Jesus at the time of his transfiguration was facing resistance and intolerance. Even though Jesus alleviated much suffering, healing diseases and casting out demons, He was doing it at inappropriate times like on the Sabbath.
What He did was considered work and he even caused those he healed to break the man-made civil code surrounding the Sabbath by asking the formally lame to pick up their beds. Most scandalous of all, Jesus was forgiving sins. This was blasphemy in the minds of the Pharisees and Scribes. Only God can forgive sins, ironically they were right they just could not conceive of God taking human form, God incarnate, en-fleshed in Jesus.
Jesus must have looked unremarkable. Or perhaps it was just the familiarity. Jesus had grown up in front of them a child and now a man. Familiarity they say breeds contempt. Jesus also it appears himself was keeping his purpose and mission a secret. He healed but he told those he healed not to spread the word about him but they did it anyway.
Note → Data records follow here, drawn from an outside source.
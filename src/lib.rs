//! # Order Labels
//!
//! Печать этикеток упаковок по файлу раскроя заказов
//!
//! ## Архитектура
//!
//! ### ① Модели (Models)
//! - `models/` - ячейки, таблица, строка заказа, `OrderInfo`, `LabelData`
//! - `models/loaders` - загрузка .xls / .xlsx через calamine
//!
//! ### ② Инфраструктура (Infrastructure)
//! - `LabelSheet` - единственный изменяемый лист, выгружается через rust_xlsxwriter
//!
//! ### ③ Разметка (Layout)
//! - `layout/coords` - ячейки A1 и сдвиг по строкам
//! - `layout/template` - шаблон этикетки как данные
//!
//! ### ④ Сервисы (Services)
//! - `find` - поиск заказа по номеру
//! - `InfoExtractor` - извлечение полей регулярными выражениями
//! - `LabelRenderer` - отрисовка этикетки в блоке из 17 строк
//!
//! ### ⑤ Оркестрация (Orchestration)
//! - `OrderProcessor` - загрузка → поиск → извлечение
//! - `App` - лист этикеток для всех упаковок и сохранение

pub mod config;
pub mod error;
pub mod infrastructure;
pub mod layout;
pub mod models;
pub mod orchestrator;
pub mod services;
pub mod utils;

// Часто используемые типы
pub use config::Config;
pub use error::{AppError, AppResult, LoadError};
pub use infrastructure::LabelSheet;
pub use models::{DataLoader, ExcelDataLoader, LabelData, LabelKind, OrderInfo, Table};
pub use orchestrator::{App, LabelJob, OrderOutcome, OrderProcessor};
pub use services::{find, start_row_for, InfoExtractor, LabelRenderer, OrderNotFound};
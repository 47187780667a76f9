//! Шаблон этикетки в относительных координатах блока из 17 строк
//!
//! Только данные: сдвиг по строкам выполняет [`super::coords`], заполнение выполняет
//! рендерер.

use phf::phf_map;

use super::coords::{cell, range, CellRange, CellRef};

/// Высота блока одной этикетки в строках
pub const ROWS_PER_LABEL: u32 = 17;

pub const FONT_NAME: &str = "Times New Roman";

/// Области объединения ячеек
pub const MERGE_REGIONS: [CellRange; 26] = [
    range("A1:E8"),
    range("A9:B12"),
    range("C9:E12"),
    range("A13:E16"),
    range("F1:L4"),
    range("M1:O4"),
    range("P1:R4"),
    range("S1:S16"),
    range("F5:I8"),
    range("J5:L8"),
    range("M5:O8"),
    range("P5:R8"),
    range("F9:I12"),
    range("J9:L12"),
    range("M9:O12"),
    range("P9:R12"),
    range("F13:G14"),
    range("H13:I14"),
    range("J13:K14"),
    range("F15:G16"),
    range("H15:I16"),
    range("J15:K16"),
    range("L13:M16"),
    range("N13:N16"),
    range("O13:O16"),
    range("P13:R16"),
];

/// Картинка, привязанная к левому верхнему углу ячейки
#[derive(Debug, Clone, Copy, PartialEq)]
pub struct ImageSlot {
    /// Путь относительно каталога ресурсов
    pub path: &'static str,
    pub anchor: CellRef,
    /// Размер в пикселях
    pub width: f64,
    pub height: f64,
}

pub const IMAGES: [ImageSlot; 3] = [
    ImageSlot {
        path: "images/Logo.png",
        anchor: cell("A2"),
        width: 323.62,
        height: 108.4615384615385,
    },
    ImageSlot {
        path: "images/EAC.png",
        anchor: cell("A9"),
        width: 77.214,
        height: 61.53856,
    },
    ImageSlot {
        path: "images/Contacts.png",
        anchor: cell("C9"),
        width: 193.035,
        height: 65.38455,
    },
];

/// Откуда берётся текст ячейки
#[derive(Debug, Clone, Copy, PartialEq, Eq)]
pub enum TextSource {
    Literal(&'static str),
    ItemName,
    /// Тип этикетки заглавными буквами
    LabelType,
    /// Цвет: зависит от вида этикетки
    KindValue,
    Height,
    Width,
    Depth,
    Weight,
    OrderNumber,
    /// "клиент/магазин"
    ClientStore,
    PackageTotal,
    PackageNum,
}

#[derive(Debug, Clone, Copy, PartialEq)]
pub struct TextCell {
    pub at: CellRef,
    pub source: TextSource,
    pub font_size: f64,
}

const fn text(at: &str, source: TextSource, font_size: f64) -> TextCell {
    TextCell {
        at: cell(at),
        source,
        font_size,
    }
}

pub const TEXT_CELLS: [TextCell; 22] = [
    text("A13", TextSource::Literal("ГОСТ 16371-2014"), 16.0),
    text("F1", TextSource::ItemName, 16.0),
    text("F9", TextSource::LabelType, 24.0),
    text("J9", TextSource::KindValue, 16.0),
    text("F15", TextSource::Height, 14.0),
    text("H15", TextSource::Width, 14.0),
    text("J15", TextSource::Depth, 14.0),
    text("N13", TextSource::Weight, 14.0),
    text("M1", TextSource::OrderNumber, 20.0),
    text("M9", TextSource::ClientStore, 14.0),
    text("P5", TextSource::PackageTotal, 20.0),
    text("P13", TextSource::PackageNum, 20.0),
    text("F5", TextSource::Literal("Наименование упаковки"), 16.0),
    text("J5", TextSource::Literal("Цвет"), 20.0),
    text("M5", TextSource::Literal("ЗАКАЗЧИК"), 20.0),
    text("P1", TextSource::Literal("ВСЕГО УПАКОВОК"), 14.0),
    text("P9", TextSource::Literal("№ УПАКОВКИ"), 14.0),
    text("F13", TextSource::Literal("ВЫСОТА"), 14.0),
    text("H13", TextSource::Literal("ШИРИНА"), 14.0),
    text("J13", TextSource::Literal("ГЛУБИНА"), 14.0),
    text("L13", TextSource::Literal("ВЕС"), 14.0),
    text("O13", TextSource::Literal("КГ"), 14.0),
];

/// Ячейка с датой отгрузки (повёрнута на 90°)
pub const DATE_CELL: CellRef = cell("S1");
pub const DATE_FONT_SIZE: f64 = 26.0;
pub const DATE_ROTATION: i16 = 90;
/// Через сколько дней от печати ставится дата
pub const DATE_LEAD_DAYS: i64 = 7;
pub const DATE_FORMAT: &str = "%d.%m.%Y";

/// Высота строк блока в пунктах; строка 17 это промежуток между этикетками
pub static ROW_HEIGHTS: phf::Map<u32, f64> = phf_map! {
    1u32 => 21.0,
    2u32 => 21.0,
    3u32 => 21.0,
    4u32 => 21.0,
    5u32 => 18.75,
    6u32 => 18.75,
    7u32 => 18.75,
    8u32 => 18.75,
    9u32 => 13.5,
    10u32 => 13.5,
    11u32 => 13.5,
    12u32 => 13.5,
    13u32 => 15.75,
    14u32 => 15.75,
    15u32 => 15.75,
    16u32 => 15.75,
    17u32 => 30.0,
};

/// Ширина колонок листа в символах
pub static COLUMN_WIDTHS: phf::Map<&'static str, f64> = phf_map! {
    "A" => 8.43,
    "B" => 8.43,
    "C" => 8.43,
    "D" => 8.43,
    "E" => 8.43,
    "F" => 9.14,
    "G" => 9.14,
    "H" => 9.14,
    "I" => 9.14,
    "J" => 9.14,
    "K" => 9.14,
    "L" => 9.14,
    "M" => 9.14,
    "N" => 9.14,
    "O" => 6.71,
    "P" => 8.43,
    "Q" => 8.43,
    "R" => 8.43,
    "S" => 12.57,
};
Likewise Jesus told the disciples, Peter, James and John not to speak about what they had seen on the mountain until after He rose from the dead. What? What was that? Jesus was headed for death. That ran counter to the beatific vision these disciples had just witnessed on the Mount of Transfiguration. The veil was removed and the divinity of Christ shown through His humanity. With Jesus’ transfiguration we see a glimpse into the glory that is to come. Jesus becomes brighter than any light and his clothes turned bleach white. He literally shows himself to be the light of the world. He is accompanied by two of the most respected prophets of the Old Testament both received into heaven already in bodily form, Moses and Elijah.
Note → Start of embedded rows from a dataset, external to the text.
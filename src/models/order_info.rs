use serde::{Deserialize, Serialize};

/// Габариты изделия в миллиметрах, в порядке записи в наименовании
#[derive(Debug, Clone, Copy, PartialEq, Eq, Serialize, Deserialize)]
pub struct Dimensions {
    pub width: u32,
    pub height: u32,
    pub depth: u32,
}

impl Dimensions {
    pub fn new(width: u32, height: u32, depth: u32) -> Self {
        Self {
            width,
            height,
            depth,
        }
    }
}

/// Информация о заказе, извлечённая из строки таблицы
#[derive(Debug, Clone, PartialEq, Default, Serialize, Deserialize)]
pub struct OrderInfo {
    pub store_application_number: String,
    pub client: String,
    pub full_name: String,
    pub item_name: String,
    /// `None`, если в наименовании нет трёх размеров
    pub dimensions: Option<Dimensions>,
    /// Уникальные материалы корпуса через "/"
    pub carcase: String,
    pub extra_component: Option<String>,
    pub facade: Option<String>,
    /// Только если в таблице вес записан числом
    pub weight: Option<f64>,
}

impl OrderInfo {
    /// Форматирует информацию о заказе для вывода
    ///
    /// # Возвращает
    /// Строки вида `✅ Поле: значение`, разделённые переводом строки.
    /// Габариты и вес выводятся, только если они известны.
    pub fn format_output(&self) -> String {
        let mut output = vec![
            format!("✅ Номер заказа: {}", self.store_application_number),
            format!("✅ Магазин / Заявка: {}", self.client),
            format!("✅ Полное наименование: {}", self.full_name),
            format!("✅ Наименование изделия: {}", self.item_name),
        ];
        if let Some(d) = self.dimensions {
            output.push(format!("✅ Ширина: {} мм", d.width));
            output.push(format!("✅ Высота: {} мм", d.height));
            output.push(format!("✅ Глубина: {} мм", d.depth));
        }
        output.push(format!("✅ Корпус: {}", self.carcase));
        output.push(format!(
            "✅ Дополнительный компонент: {}",
            self.extra_component.as_deref().unwrap_or("нет данных")
        ));
        output.push(format!(
            "✅ Фасад: {}",
            self.facade.as_deref().unwrap_or("нет данных")
        ));
        if let Some(weight) = self.weight {
            output.push(format!("✅ Вес: {} кг", weight.trunc() as i64));
        }

        output.join("\n")
    }
}

#[cfg(test)]
mod tests {
    use super::*;

    #[test]
    fn default_has_documented_empty_values() {
        let info = OrderInfo::default();
        assert_eq!(info.item_name, "");
        assert_eq!(info.carcase, "");
        assert!(info.dimensions.is_none());
        assert!(info.extra_component.is_none());
        assert!(info.facade.is_none());
        assert!(info.weight.is_none());
    }

    #[test]
    fn format_output_skips_unknown_dimensions_and_weight() {
        let info = OrderInfo {
            store_application_number: "15/2231".to_string(),
            client: "Петров".to_string(),
            ..Default::default()
        };
        let text = info.format_output();

        assert!(text.contains("✅ Номер заказа: 15/2231"));
        assert!(text.contains("✅ Фасад: нет данных"));
        assert!(!text.contains("Ширина"));
        assert!(!text.contains("Вес"));
    }

    #[test]
    fn format_output_truncates_weight() {
        let info = OrderInfo {
            dimensions: Some(Dimensions::new(600, 720, 300)),
            weight: Some(45.9),
            facade: Some("МДФ белый глянец".to_string()),
            ..Default::default()
        };
        let text = info.format_output();

        assert!(text.contains("✅ Ширина: 600 мм"));
        assert!(text.contains("✅ Высота: 720 мм"));
        assert!(text.contains("✅ Глубина: 300 мм"));
        assert!(text.contains("✅ Фасад: МДФ белый глянец"));
        assert!(text.ends_with("✅ Вес: 45 кг"));
    }
}
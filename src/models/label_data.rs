use serde::{Deserialize, Serialize};

use super::order_info::{Dimensions, OrderInfo};

/// Вид этикетки: определяет, что печатается в поле "Цвет"
#[derive(Debug, Clone, Copy, PartialEq, Eq, Hash)]
pub enum LabelKind {
    /// КОРПУС
    Carcase,
    /// ОРГАЛИТ
    Hardboard,
    /// ФАСАДЫ МДФ
    MdfFacades,
    /// ФАСАДЫ ПЛАСТИК
    PlasticFacades,
    /// Любой другой тип: профиль / доп. элементы
    ExtraComponent,
}

impl LabelKind {
    /// Определяет вид по строке типа без учёта регистра
    pub fn parse(label_type: &str) -> Self {
        match label_type.to_uppercase().as_str() {
            "КОРПУС" => LabelKind::Carcase,
            "ОРГАЛИТ" => LabelKind::Hardboard,
            "ФАСАДЫ МДФ" => LabelKind::MdfFacades,
            "ФАСАДЫ ПЛАСТИК" => LabelKind::PlasticFacades,
            _ => LabelKind::ExtraComponent,
        }
    }
}

fn one() -> u32 {
    1
}

/// Данные одной этикетки, которые передаёт вызывающая сторона
#[derive(Debug, Clone, PartialEq, Serialize, Deserialize)]
pub struct LabelData {
    pub label_type: String,
    #[serde(default)]
    pub order_number: String,
    #[serde(default)]
    pub store_number: String,
    #[serde(default = "one")]
    pub package_total: u32,
    #[serde(default = "one")]
    pub package_num: u32,
    #[serde(default)]
    pub client: String,
    #[serde(default)]
    pub item_name: String,
    #[serde(default)]
    pub dimensions: Option<Dimensions>,
    #[serde(default)]
    pub carcase: String,
    #[serde(default)]
    pub extra_component: Option<String>,
    #[serde(default)]
    pub facade: Option<String>,
    #[serde(default)]
    pub weight: Option<f64>,
}

impl LabelData {
    pub fn new(label_type: impl Into<String>) -> Self {
        Self {
            label_type: label_type.into(),
            order_number: String::new(),
            store_number: String::new(),
            package_total: 1,
            package_num: 1,
            client: String::new(),
            item_name: String::new(),
            dimensions: None,
            carcase: String::new(),
            extra_component: None,
            facade: None,
            weight: None,
        }
    }

    /// Заполняет поля этикетки из информации о заказе
    pub fn from_order(info: &OrderInfo, label_type: impl Into<String>) -> Self {
        Self {
            client: info.client.clone(),
            item_name: info.item_name.clone(),
            dimensions: info.dimensions,
            carcase: info.carcase.clone(),
            extra_component: info.extra_component.clone(),
            facade: info.facade.clone(),
            weight: info.weight,
            ..Self::new(label_type)
        }
    }

    pub fn with_order_number(mut self, order_number: impl Into<String>) -> Self {
        self.order_number = order_number.into();
        self
    }

    pub fn with_store_number(mut self, store_number: impl Into<String>) -> Self {
        self.store_number = store_number.into();
        self
    }

    /// Номер упаковки и общее число упаковок
    pub fn with_package(mut self, package_num: u32, package_total: u32) -> Self {
        self.package_num = package_num;
        self.package_total = package_total;
        self
    }

    pub fn kind(&self) -> LabelKind {
        LabelKind::parse(&self.label_type)
    }
}

#[cfg(test)]
mod tests {
    use super::*;

    #[test]
    fn label_kind_is_case_insensitive() {
        assert_eq!(LabelKind::parse("корпус"), LabelKind::Carcase);
        assert_eq!(LabelKind::parse("Оргалит"), LabelKind::Hardboard);
        assert_eq!(LabelKind::parse("фасады мдф"), LabelKind::MdfFacades);
        assert_eq!(LabelKind::parse("ФАСАДЫ пластик"), LabelKind::PlasticFacades);
    }

    #[test]
    fn unknown_or_padded_types_fall_back_to_extra_component() {
        assert_eq!(LabelKind::parse("ПРОФИЛЬ"), LabelKind::ExtraComponent);
        assert_eq!(LabelKind::parse(" КОРПУС"), LabelKind::ExtraComponent);
        assert_eq!(LabelKind::parse(""), LabelKind::ExtraComponent);
    }

    #[test]
    fn deserialize_applies_package_defaults() {
        let data: LabelData = toml::from_str(
            r#"
            label_type = "Корпус"
            carcase = "ЛДСП бел"
            "#,
        )
        .unwrap();
        assert_eq!(data.package_total, 1);
        assert_eq!(data.package_num, 1);
        assert_eq!(data.kind(), LabelKind::Carcase);
        assert!(data.weight.is_none());
    }

    #[test]
    fn from_order_copies_label_fields() {
        let info = OrderInfo {
            client: "Сидоров".to_string(),
            item_name: "Тумба".to_string(),
            dimensions: Some(Dimensions::new(400, 500, 450)),
            weight: Some(12.0),
            ..Default::default()
        };
        let data = LabelData::from_order(&info, "КОРПУС")
            .with_order_number("1207")
            .with_package(2, 3);

        assert_eq!(data.client, "Сидоров");
        assert_eq!(data.dimensions, info.dimensions);
        assert_eq!(data.order_number, "1207");
        assert_eq!((data.package_num, data.package_total), (2, 3));
    }
}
Then we have the appearance of the cloud. The same glory cloud that engulfed Moses on Mount Sinai but this time it engulfs Jesus and just as His baptism that began His ministry and the season of Epiphany we hear the Heavenly Father speak, “This is my Son, Listen to Him.” And then there is only Jesus.
This glimpse of Glory was short lived because its purpose was to prepare these Apostles for what was to come, the cross. There is no victory apart from the cross. There is no forgiveness of sins apart from the cross. The scandalous and embarrassment of the cross was necessary for Jesus to endure so that He may stand in the place of all sinful man. Receiving what they what we deserve.
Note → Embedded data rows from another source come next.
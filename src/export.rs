//! Tabular output.
//!
//! The merged dataset leaves the engine as plain CSV or JSON: ordered rows,
//! named columns, empty/`null` for the missing marker. Charting frontends
//! consume these without reaching into aggregation internals.

use crate::error::{Result, SeamError};
use crate::merge::Dataset;
use serde_json::{json, Value};
use std::io::Write;
use std::path::Path;

/// Header used for the attached source-file column.
pub const SOURCE_COLUMN: &str = "Source";

const TIMESTAMP_FMT: &str = "%Y-%m-%d %H:%M:%S";

/// Writes `dataset` as CSV: timestamp column, breakdown column (when
/// present), series columns, then the source column (when attached).
/// Missing cells are empty fields.
///
/// # Errors
/// Propagates CSV writer failures.
pub fn write_csv<W: Write>(dataset: &Dataset, out: W) -> Result<()> {
    let table = &dataset.table;
    let mut writer = csv::Writer::from_writer(out);

    let mut header = vec![table.timestamp_column.clone()];
    if let Some(b) = &table.breakdown_column {
        header.push(b.clone());
    }
    header.extend(table.columns.iter().cloned());
    if dataset.sources.is_some() {
        header.push(SOURCE_COLUMN.to_string());
    }
    writer.write_record(&header).map_err(csv_err)?;

    for (idx, row) in table.rows.iter().enumerate() {
        let mut record = vec![row.timestamp.format(TIMESTAMP_FMT).to_string()];
        if table.breakdown_column.is_some() {
            record.push(row.breakdown.clone().unwrap_or_default());
        }
        record.extend(
            row.values
                .iter()
                .map(|v| v.map_or_else(String::new, |v| v.to_string())),
        );
        if let Some(sources) = &dataset.sources {
            record.push(sources.get(idx).cloned().unwrap_or_default());
        }
        writer.write_record(&record).map_err(csv_err)?;
    }

    writer.flush()?;
    Ok(())
}

/// Writes `dataset` to a CSV file at `path`.
///
/// # Errors
/// Propagates I/O and CSV writer failures.
pub fn write_csv_file(dataset: &Dataset, path: &Path) -> Result<()> {
    let file = std::fs::File::create(path).map_err(|source| SeamError::Io {
        source,
        path: path.to_path_buf(),
    })?;
    write_csv(dataset, file)
}

/// Renders `dataset` as a JSON array of row objects; missing cells are
/// `null`.
#[must_use]
pub fn to_json(dataset: &Dataset) -> Value {
    let table = &dataset.table;
    let rows: Vec<Value> = table
        .rows
        .iter()
        .enumerate()
        .map(|(idx, row)| {
            let mut obj = serde_json::Map::new();
            obj.insert(
                table.timestamp_column.clone(),
                json!(row.timestamp.format(TIMESTAMP_FMT).to_string()),
            );
            if let Some(b) = &table.breakdown_column {
                obj.insert(b.clone(), json!(row.breakdown));
            }
            for (col, value) in table.columns.iter().zip(&row.values) {
                obj.insert(col.clone(), json!(value));
            }
            if let Some(sources) = &dataset.sources {
                obj.insert(SOURCE_COLUMN.to_string(), json!(sources.get(idx)));
            }
            Value::Object(obj)
        })
        .collect();

    json!({
        "group": dataset.group,
        "rows": rows,
    })
}

/// File name for one group's exported CSV, with path-hostile characters
/// replaced.
#[must_use]
pub fn export_file_name(group_key: &str) -> String {
    let safe: String = group_key
        .chars()
        .map(|c| match c {
            '/' | '\\' | ':' | '*' | '?' | '"' | '<' | '>' | '|' => '_',
            c => c,
        })
        .collect();
    format!("{}.merged.csv", safe.trim())
}

fn csv_err(e: csv::Error) -> SeamError {
    SeamError::Csv {
        source: e,
        path: std::path::PathBuf::from("<writer>"),
    }
}
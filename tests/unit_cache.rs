// tests/unit_cache.rs
use csvseam_core::cache::TableCache;
use csvseam_core::load::load_table;
use std::fs;
use std::path::PathBuf;

fn write_csv(dir: &tempfile::TempDir, name: &str) -> PathBuf {
    let path = dir.path().join(name);
    fs::write(&path, "Date,Value\n2025-03-22,1.0\n").unwrap();
    path
}

#[test]
fn cached_result_matches_direct_load() {
    let d = tempfile::tempdir().unwrap();
    let p = write_csv(&d, "m.csv");
    let mut cache = TableCache::new(4);

    let first = cache.get_or_load(&p).unwrap();
    let second = cache.get_or_load(&p).unwrap();
    assert_eq!(first, second);
    assert_eq!(first, load_table(&p).unwrap());
    assert_eq!(cache.len(), 1);
}

#[test]
fn capacity_is_bounded_with_lru_eviction() {
    let d = tempfile::tempdir().unwrap();
    let a = write_csv(&d, "a.csv");
    let b = write_csv(&d, "b.csv");
    let c = write_csv(&d, "c.csv");
    let mut cache = TableCache::new(2);

    cache.get_or_load(&a).unwrap();
    cache.get_or_load(&b).unwrap();
    // Refresh a so b is the least recently used entry.
    cache.get_or_load(&a).unwrap();
    cache.get_or_load(&c).unwrap();
    assert_eq!(cache.len(), 2);
}

#[test]
fn load_failure_is_not_cached() {
    let d = tempfile::tempdir().unwrap();
    let p = d.path().join("late.csv");
    let mut cache = TableCache::new(4);

    assert!(cache.get_or_load(&p).is_err());
    assert!(cache.is_empty());

    fs::write(&p, "Date,Value\n2025-03-22,1.0\n").unwrap();
    assert!(cache.get_or_load(&p).is_ok());
}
A theology of Glory says you can have it now, if you honor god, if you ask god for it he will oblige because you are a relatively good person. A theology of the cross shows that we are not entitled to God’s goodness and mercy yet He delivers it to us anyway. Delivered through the preaching of the word and the sacraments both very humble and unremarkable in their means but effective due to God’s promise attached to them.
The Father says,” listen to Jesus.” He is headed to Jerusalem to suffer and die for your sins but He will rise again defeating sin, death and the devil. There is no resurrection without death. This is something we must all consider. As a colleague and friend Pastor Matthew Payne says, “Remember, that in the end, we win!” Yes we will win but victory is through the cross, through Jesus.